I appreciated this bit of nuance from a post on Viget’s blog:
There could be a whole article written about the many flavours of Tailwind, but broadly speaking those flavours are:
1. Stock tailwind, ie. no changes to the configuration,
2. Tailwind that heavily relies on@apply
in CSS files but still follows BEM or some other component organization,
3. Tailwind UI, and
4. heavily customizing Tailwind’s configuration and writing custom plugins.Leo Bauza, “How does Viget CSS?”
The way you use some particular technologies can be super different from how someone else does, to the point they share little resemblance, even if they share the same core.
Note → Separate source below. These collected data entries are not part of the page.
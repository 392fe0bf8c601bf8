//! The wire frame shared by the TCP and WebSocket transports.
//!
//! Every exchange is one frame: a fixed 16-byte header followed by an
//! optional body of at most [`MAX_BODY_SIZE`] bytes. All header integers
//! are big-endian.
//!
//! ```text
//! +-----------+-------------+-------+--------+--------+----------+
//! | pack len  | header len  |  ver  |   op   |  seq   |  body    |
//! |   u32     |    u16      |  u16  |  i32   |  i32   |  ...     |
//! +-----------+-------------+-------+--------+--------+----------+
//! ```

use bytes::{BufMut, Bytes};

use crate::error::{Error, Result};

mod head;

pub use self::head::Head;

// Client-to-server operations and their replies. The `op` header field
// identifies the exchange; replies use the request op plus one.
pub const OP_HANDSHAKE: i32 = 0;
pub const OP_HANDSHAKE_REPLY: i32 = 1;
pub const OP_HEARTBEAT: i32 = 2;
pub const OP_HEARTBEAT_REPLY: i32 = 3;
pub const OP_SEND_MSG: i32 = 4;
pub const OP_SEND_MSG_REPLY: i32 = 5;
pub const OP_DISCONNECT_REPLY: i32 = 6;
pub const OP_AUTH: i32 = 7;
pub const OP_AUTH_REPLY: i32 = 8;

/// Pre-framed payload; the write path emits the body verbatim.
pub const OP_RAW: i32 = 9;

pub const OP_PROTO_READY: i32 = 10;
pub const OP_PROTO_FINISH: i32 = 11;

pub const OP_CHANGE_ROOM: i32 = 12;
pub const OP_CHANGE_ROOM_REPLY: i32 = 13;
pub const OP_SUB: i32 = 14;
pub const OP_SUB_REPLY: i32 = 15;
pub const OP_UNSUB: i32 = 16;
pub const OP_UNSUB_REPLY: i32 = 17;

/// Size of the fixed frame header.
pub const HEADER_LEN: usize = 16;

/// Upper bound on the frame body.
pub const MAX_BODY_SIZE: usize = 4096;

/// Upper bound on a whole frame.
pub const MAX_PACK_SIZE: usize = HEADER_LEN + MAX_BODY_SIZE;

/// Extra length carried by a server heartbeat reply: one u32 with the
/// room online count, appended right after the header. Heart frames
/// have no body.
pub const HEART_SIZE: usize = 4;

pub(crate) const PACK_OFFSET: usize = 0;
pub(crate) const HEADER_OFFSET: usize = 4;
pub(crate) const VER_OFFSET: usize = 6;
pub(crate) const OP_OFFSET: usize = 8;
pub(crate) const SEQ_OFFSET: usize = 12;

/// One protocol message.
#[derive(Debug, Clone, Default, PartialEq, Eq)]
pub struct Frame {
    /// Protocol version, echoed back to the client.
    pub ver: u16,

    /// Operation code.
    pub op: i32,

    /// Client-assigned sequence, echoed back in replies.
    pub seq: i32,

    /// Optional body; empty means absent on the wire.
    pub body: Bytes,
}

// ===== impl Frame =====

impl Frame {
    pub fn new(op: i32, body: Bytes) -> Frame {
        Frame {
            ver: 0,
            op,
            seq: 0,
            body,
        }
    }

    /// Total length of the frame on the wire.
    pub fn pack_len(&self) -> usize {
        if self.op == OP_RAW {
            self.body.len()
        } else {
            HEADER_LEN + self.body.len()
        }
    }

    /// Encodes the frame into `dst`, which must have room for
    /// [`pack_len`](Frame::pack_len) bytes.
    pub fn encode<B: BufMut>(&self, dst: &mut B) {
        if self.op == OP_RAW {
            // Already framed by the producer.
            dst.put_slice(&self.body);
            return;
        }

        let head = Head::new(self.ver, self.op, self.seq, self.body.len());
        head.encode(dst);

        if !self.body.is_empty() {
            dst.put_slice(&self.body);
        }
    }

    /// Encodes the heartbeat-reply variant: the normal header with one
    /// extra u32 carrying the room online count, and no body.
    pub fn encode_heart<B: BufMut>(&self, online: i32, dst: &mut B) {
        let head = Head::new(self.ver, self.op, self.seq, HEART_SIZE);
        head.encode(dst);
        dst.put_i32(online);
    }

    /// Parses one whole frame out of a transport message, as received
    /// over WebSocket where a message carries exactly one frame.
    pub fn decode_message(buf: &[u8]) -> Result<Frame> {
        if buf.len() < HEADER_LEN {
            return Err(Error::PackLen);
        }

        let head = Head::parse(buf);
        head.validate()?;

        let pack_len = head.pack_len as usize;
        if pack_len > buf.len() {
            return Err(Error::PackLen);
        }

        let body = if pack_len > HEADER_LEN {
            Bytes::copy_from_slice(&buf[HEADER_LEN..pack_len])
        } else {
            Bytes::new()
        };

        Ok(Frame {
            ver: head.ver,
            op: head.op,
            seq: head.seq,
            body,
        })
    }

    /// Drops the body, keeping the header fields. Ring slots are
    /// long-lived; clearing the body after use releases the payload.
    pub fn clear_body(&mut self) {
        self.body = Bytes::new();
    }
}
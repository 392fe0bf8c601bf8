//! Gateway configuration.
//!
//! Every field has a production default; a TOML file overrides the
//! defaults section by section and the binary's command-line flags
//! override the `[env]` section on top of that. Durations are integer
//! milliseconds (`*_ms`).

use std::path::Path;
use std::time::Duration;

use serde::Deserialize;

use crate::error::{Error, Result};

#[derive(Debug, Clone, Default, Deserialize)]
#[serde(default)]
pub struct Config {
    pub debug: bool,
    pub env: EnvConfig,
    pub tcp: TcpConfig,
    pub websocket: WebsocketConfig,
    pub protocol: ProtocolConfig,
    pub bucket: BucketConfig,
    pub rpc_server: RpcServerConfig,
    pub rpc_client: RpcClientConfig,
    pub whitelist: Option<WhitelistConfig>,
}

/// Deployment identity, published to the service registry.
#[derive(Debug, Clone, Deserialize)]
#[serde(default)]
pub struct EnvConfig {
    pub region: String,
    pub zone: String,
    pub deploy_env: String,
    /// Instance id; defaults to the machine hostname when empty.
    pub host: String,
    /// Public addresses advertised to the load balancer.
    pub addrs: Vec<String>,
    pub weight: i64,
    pub offline: bool,
}

#[derive(Debug, Clone, Deserialize)]
#[serde(default)]
pub struct TcpConfig {
    pub bind: Vec<String>,
    pub sndbuf: usize,
    pub rcvbuf: usize,
    pub keepalive: bool,
    /// Number of striped read-buffer pools.
    pub reader: usize,
    /// Buffers per read pool.
    pub read_buf: usize,
    /// Size of one read buffer.
    pub read_buf_size: usize,
    pub writer: usize,
    pub write_buf: usize,
    pub write_buf_size: usize,
}

#[derive(Debug, Clone, Deserialize)]
#[serde(default)]
pub struct WebsocketConfig {
    pub bind: Vec<String>,
}

#[derive(Debug, Clone, Deserialize)]
#[serde(default)]
pub struct ProtocolConfig {
    /// Number of striped timers.
    pub timer: usize,
    /// Entries per timer.
    pub timer_size: usize,
    /// Per-connection request ring capacity.
    pub cli_proto: usize,
    /// Per-connection signal mailbox capacity.
    pub svr_proto: usize,
    pub handshake_timeout_ms: u64,
    /// Heartbeat interval granted by the local auth mode.
    pub heartbeat_ms: u64,
}

#[derive(Debug, Clone, Deserialize)]
#[serde(default)]
pub struct BucketConfig {
    /// Number of buckets; a power of two keeps the key hash spread
    /// even.
    pub size: usize,
    /// Initial channel-map capacity per bucket.
    pub channel: usize,
    /// Initial room-map capacity per bucket.
    pub room: usize,
    /// Room-broadcast workers per bucket.
    pub routine_amount: usize,
    /// Queue capacity per room-broadcast worker.
    pub routine_size: usize,
}

#[derive(Debug, Clone, Deserialize)]
#[serde(default)]
pub struct RpcServerConfig {
    pub addr: String,
}

/// Deadlines for calls into the logic tier.
#[derive(Debug, Clone, Deserialize)]
#[serde(default)]
pub struct RpcClientConfig {
    pub timeout_ms: u64,
}

impl RpcClientConfig {
    pub fn timeout(&self) -> Duration {
        Duration::from_millis(self.timeout_ms)
    }
}

impl Default for RpcClientConfig {
    fn default() -> RpcClientConfig {
        RpcClientConfig { timeout_ms: 1_000 }
    }
}

#[derive(Debug, Clone, Default, Deserialize)]
#[serde(default)]
pub struct WhitelistConfig {
    pub whitelist: Vec<i64>,
    pub white_log: String,
}

// ===== impl Config =====

impl Config {
    /// Loads a TOML file over the defaults.
    pub fn load(path: &Path) -> Result<Config> {
        let raw = std::fs::read_to_string(path)?;
        toml::from_str(&raw).map_err(|e| Error::Config(e.to_string()))
    }
}

impl ProtocolConfig {
    pub fn handshake_timeout(&self) -> Duration {
        Duration::from_millis(self.handshake_timeout_ms)
    }

    pub fn heartbeat(&self) -> Duration {
        Duration::from_millis(self.heartbeat_ms)
    }
}

impl Default for EnvConfig {
    fn default() -> EnvConfig {
        EnvConfig {
            region: String::new(),
            zone: String::new(),
            deploy_env: "dev".to_owned(),
            host: String::new(),
            addrs: Vec::new(),
            weight: 10,
            offline: false,
        }
    }
}

impl Default for TcpConfig {
    fn default() -> TcpConfig {
        TcpConfig {
            bind: vec!["0.0.0.0:3101".to_owned()],
            sndbuf: 4096,
            rcvbuf: 4096,
            keepalive: false,
            reader: 32,
            read_buf: 128,
            read_buf_size: 8192,
            writer: 32,
            write_buf: 128,
            write_buf_size: 8192,
        }
    }
}

impl Default for WebsocketConfig {
    fn default() -> WebsocketConfig {
        WebsocketConfig {
            bind: vec!["0.0.0.0:3102".to_owned()],
        }
    }
}

impl Default for ProtocolConfig {
    fn default() -> ProtocolConfig {
        ProtocolConfig {
            timer: 32,
            timer_size: 2048,
            cli_proto: 5,
            svr_proto: 10,
            handshake_timeout_ms: 5_000,
            heartbeat_ms: 60_000,
        }
    }
}

impl Default for BucketConfig {
    fn default() -> BucketConfig {
        BucketConfig {
            size: 32,
            channel: 1024,
            room: 1024,
            routine_amount: 32,
            routine_size: 1024,
        }
    }
}

impl Default for RpcServerConfig {
    fn default() -> RpcServerConfig {
        RpcServerConfig {
            addr: "0.0.0.0:3109".to_owned(),
        }
    }
}

#[cfg(test)]
mod test {
    use super::*;

    #[test]
    fn defaults_are_sane() {
        let config = Config::default();
        assert_eq!(config.bucket.size, 32);
        assert_eq!(config.protocol.cli_proto, 5);
        assert_eq!(config.protocol.svr_proto, 10);
        assert_eq!(config.protocol.handshake_timeout(), Duration::from_secs(5));
        assert!(config.whitelist.is_none());
    }

    #[test]
    fn partial_toml_overrides() {
        let raw = r#"
            debug = true

            [bucket]
            size = 4

            [protocol]
            handshake_timeout_ms = 100

            [whitelist]
            whitelist = [42]
            white_log = "/tmp/white.log"
        "#;

        let config: Config = toml::from_str(raw).unwrap();
        assert!(config.debug);
        assert_eq!(config.bucket.size, 4);
        // Unset fields keep their defaults.
        assert_eq!(config.bucket.routine_amount, 32);
        assert_eq!(config.protocol.handshake_timeout_ms, 100);
        assert_eq!(config.whitelist.unwrap().whitelist, vec![42]);
    }
}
Bootstrap is similar. You can link up Bootstrap off a CDN, the entire untouched built version of everything it offers. You can download the Sass/JavaScript source files, include them in your own project, and bring-your-own build process. This gives you the ability to customize them, but then that complicates the upgrade path. Or you could use Bootstrap from a package manager, meaning you’re referencing the source files from your own build process, but never touching them directly. Either way, if you’re using the source, you can then do things like customize it (change colors, fonts, etc.), and even trim down what parts of it you want to use.
React is similar. Vue is similar. You can link them up right off a CDN and use them right in the browser with no build process. Or they can be at the heart of your build process, and pulled from npm. Or they can be the foundation of a framework like Next or Nuxt.
When you multiply the fact that any given single technology can be used so many different ways with how many different technologies are in use on any given project, it’s no wonder why developer’s experience on projects is so wildly different and you hear a lot of people talking past each other in debate.